The reality of inpatient work is that the people there are very high-risk for suicide, aggression, and premature death from multiple causes. There was a study done in Germany about 20 years ago where they looked at all-cause mortality of people discharged from psychiatric units five years later and the number was very high. Post discharge suicide rates are much higher than suicide rates in the general population. These high numbers are expected because patients and inpatient units are selected for these traits that predispose to higher mortality and morbidity. The trends have been complicated by much shorter lengths of stay and bed limitations that means patients with severe mental illness may be refused admission even if they clearly need it. As example, since leaving the inpatient setting about 10 years ago, I have attempted to refer severely ill patients to psychiatric hospitals and they were turned away at the emergency department. In some cases they were turned away without being seen by a physician. There are probably a handful of psychiatrists in the United States who know the type of problem that needs to be treated that inpatient units and I am one of them.

That situation makes a recent study on risk of suicide after discharge from inpatient psychiatric care and interesting one. The study was done in Sweden. It encompassed the years 1973 to 2009. During that time there were 2,883,088 admissions and presumed discharges. 690,937 patients were discharged more than once. Most the discharges were men (57.6%). There were no explicit indications for admission. Patients were followed up and it was determined that there were 3695 suicides within 30 days of discharge. The authors calculated a suicide rate of 181/10,000.  The discharge diagnosis most associated with suicide with depression. They gave some rough estimates of the prevalence of disorders in this population: 34% alcohol use disorder, 15.5% had mood disorders and (bipolar disorder or depression) and 9.9% had schizophrenia. 

Looking at the results according to diagnosis depression was followed by reaction to crisis or what is probably called an adjustment disorder in the US, but any specific psychiatric disorder and elevated hazard ratio for suicide within the first 30 days of discharge relative to the diagnosis of alcohol use disorder. 

Suicide risk was also examined relative to recent suicidal behavior. The suicidal behavior was considered to be any deliberate self-harm less than 30 days prior to admission. That was noted to have a hazard ratio of 4.75. The diagnoses were re-examined in the context of deliberate self-harm prior to admission and the risks were significantly higher in schizophrenia (HR = 8.94) and other nonorganic psychosis (HR =6.82).  Interested readers are referred to the full text which is available free online for the specific details including hazard ratios and confidence intervals for those hazard ratios.

The main findings of this study include the association of relatively high risk at discharge for most diagnoses and much higher risk if a specific diagnostic category was associated with a self-harm event 30 days prior  to admission.  This confirms clinical risk assessments that are typically done and also the fact that this is a high-risk population.

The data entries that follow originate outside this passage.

//! Shared fixtures for the probe integration tests
#![allow(dead_code)]

use std::collections::{HashMap, VecDeque};
use std::sync::{Arc, Mutex};
use std::time::Duration;

use async_trait::async_trait;
use chrono::{TimeZone, Utc};
use probes::notification::{NotificationEnvelope, Notifier};
use probes::probe::{Clock, Watermark};
use probes::source::{ConnectionProvider, ConnectionSettings, Row, RowSource};
use probes::{NotifyError, SourceError};
use serde_json::Value;
use tokio::io::{AsyncBufReadExt, AsyncReadExt, AsyncWriteExt, BufReader};
use tokio::net::TcpListener;

pub fn init_tracing() {
    let _ = tracing_subscriber::fmt().with_test_writer().try_init();
}

pub fn at(day: u32, hour: u32) -> Watermark {
    Utc.with_ymd_and_hms(2024, 1, day, hour, 0, 0).unwrap().into()
}

/// A request captured by [`HubStub`]
#[derive(Debug, Clone)]
pub struct CapturedRequest {
    pub method: String,
    pub path: String,
    pub content_type: Option<String>,
    pub body: Value,
}

/// Minimal notification hub: accepts one HTTP/1.1 request per connection,
/// records it and answers with a fixed status.
pub struct HubStub {
    base_url: String,
    requests: Arc<Mutex<Vec<CapturedRequest>>>,
}

impl HubStub {
    pub async fn start() -> Self {
        Self::with_status(200).await
    }

    pub async fn with_status(status: u16) -> Self {
        let listener = TcpListener::bind("127.0.0.1:0").await.unwrap();
        let addr = listener.local_addr().unwrap();
        let requests = Arc::new(Mutex::new(Vec::new()));

        let captured = requests.clone();
        tokio::spawn(async move {
            loop {
                let Ok((stream, _)) = listener.accept().await else { break };
                let captured = captured.clone();
                tokio::spawn(async move {
                    let (read_half, mut write_half) = stream.into_split();
                    let mut reader = BufReader::new(read_half);

                    let mut request_line = String::new();
                    if reader.read_line(&mut request_line).await.unwrap_or(0) == 0 {
                        return;
                    }
                    let mut parts = request_line.split_whitespace();
                    let method = parts.next().unwrap_or_default().to_string();
                    let path = parts.next().unwrap_or_default().to_string();

                    let mut headers = HashMap::new();
                    loop {
                        let mut line = String::new();
                        reader.read_line(&mut line).await.unwrap();
                        let line = line.trim_end();
                        if line.is_empty() {
                            break;
                        }
                        if let Some((name, value)) = line.split_once(':') {
                            headers.insert(name.trim().to_ascii_lowercase(), value.trim().to_string());
                        }
                    }

                    let length: usize =
                        headers.get("content-length").and_then(|v| v.parse().ok()).unwrap_or(0);
                    let mut body = vec![0; length];
                    reader.read_exact(&mut body).await.unwrap();

                    captured.lock().unwrap().push(CapturedRequest {
                        method,
                        path,
                        content_type: headers.get("content-type").cloned(),
                        body: serde_json::from_slice(&body).unwrap_or(Value::Null),
                    });

                    let response = format!(
                        "HTTP/1.1 {status} Stub\r\ncontent-length: 0\r\nconnection: close\r\n\r\n"
                    );
                    let _ = write_half.write_all(response.as_bytes()).await;
                    let _ = write_half.shutdown().await;
                });
            }
        });

        Self { base_url: format!("http://{addr}"), requests }
    }

    pub fn base_url(&self) -> &str {
        &self.base_url
    }

    pub fn requests(&self) -> Vec<CapturedRequest> {
        self.requests.lock().unwrap().clone()
    }
}

/// A base URL nothing listens on
pub async fn refused_url() -> String {
    let listener = TcpListener::bind("127.0.0.1:0").await.unwrap();
    let addr = listener.local_addr().unwrap();
    drop(listener);
    format!("http://{addr}")
}

/// Notifier that keeps every envelope it is given
#[derive(Default)]
pub struct RecordingNotifier {
    sent: Mutex<Vec<NotificationEnvelope>>,
}

impl RecordingNotifier {
    pub fn contents(&self) -> Vec<String> {
        self.sent.lock().unwrap().iter().map(|e| e.content().to_string()).collect()
    }

    pub fn envelopes(&self) -> Vec<NotificationEnvelope> {
        self.sent.lock().unwrap().clone()
    }
}

#[async_trait]
impl Notifier for RecordingNotifier {
    async fn notify(&self, envelope: &NotificationEnvelope) -> Result<(), NotifyError> {
        self.sent.lock().unwrap().push(envelope.clone());
        Ok(())
    }
}

/// Answer given by [`ScriptedSource`] for one query
#[derive(Clone)]
pub enum Script {
    Rows(Vec<Row>),
    Fail,
}

/// Provider whose handle answers queries from a fixed script and records
/// every call as `(query, bound parameter)`.
#[derive(Clone, Default)]
pub struct ScriptedProvider {
    scripts: Arc<Mutex<HashMap<String, Script>>>,
    calls: Arc<Mutex<Vec<(String, String)>>>,
}

impl ScriptedProvider {
    pub fn answer(&self, query: &str, script: Script) {
        self.scripts.lock().unwrap().insert(query.to_string(), script);
    }

    pub fn calls(&self) -> Vec<(String, String)> {
        self.calls.lock().unwrap().clone()
    }
}

#[async_trait]
impl ConnectionProvider for ScriptedProvider {
    async fn connect(
        &self,
        _settings: &ConnectionSettings,
    ) -> Result<Box<dyn RowSource>, SourceError> {
        Ok(Box::new(self.clone()))
    }
}

#[async_trait]
impl RowSource for ScriptedProvider {
    async fn fetch(&self, query: &str, param: &str) -> Result<Vec<Row>, SourceError> {
        self.calls.lock().unwrap().push((query.to_string(), param.to_string()));
        let script = self.scripts.lock().unwrap().get(query).cloned();
        match script {
            Some(Script::Rows(rows)) => Ok(rows),
            Some(Script::Fail) => Err(SourceError::Timeout(Duration::from_secs(30))),
            None => Ok(Vec::new()),
        }
    }
}

/// Clock returning queued instants, then repeating the last one
pub struct StepClock {
    times: Mutex<VecDeque<Watermark>>,
    last: Mutex<Watermark>,
}

impl StepClock {
    pub fn new(times: impl IntoIterator<Item = Watermark>) -> Arc<Self> {
        let times: VecDeque<Watermark> = times.into_iter().collect();
        let last = *times.back().expect("at least one instant");
        Arc::new(Self { times: Mutex::new(times), last: Mutex::new(last) })
    }
}

impl Clock for StepClock {
    fn now(&self) -> Watermark {
        match self.times.lock().unwrap().pop_front() {
            Some(time) => {
                *self.last.lock().unwrap() = time;
                time
            }
            None => *self.last.lock().unwrap(),
        }
    }
}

The authors do state that they regarded principal diagnosis at discharge to be the best available information on the reason for admission. I contacted the corresponding author about this and he did confirm that the reasons for admission in Sweden are very similar to what they are in the United States and that is suicide risk, aggression risk, and ability to care for oneself - but those specific metrics were not listed in the paper. 

The authors speculate on why the suicide risk is high. They describe the slow recovery from depression and the clearing of psychomotor retardation prior to the resolution of depressogenic thinking.  In the US, psychiatrists are generally taught that psychomotor retardation may reduce the risk of acting on suicidal thoughts so that during treatment there may be a point where activation may put the person at risk for acting on unresolved suicidal thoughts. Given the characteristics of suicide particularly the impulsivity associated with it this progression of events has never been proven and remains highly speculative. The authors also had the interesting observation that crisis events or negative life events are expected to offer good prognosis but this study showed men with the diagnosis of reaction to a crisis were at high risk after discharge irrespective of whether there was any recent suicidal behavior.

The authors review the strengths and limitations of the study. The main strength is that it is a large-scale study with a significant number of suicides. They also point out how their study has similarities with other studies of suicide in hospitalized patients. On the limitation side most of the limitations had to do with a lack of granularity in the data. I pointed out the lack of specific admission indication in addition to diagnosis. In current databases there may be metrics having to do with the level of suicide or aggression risk. There are some large-scale studies being done on an outpatient basis looking at those metrics as well as supportive interventions based on risk scores.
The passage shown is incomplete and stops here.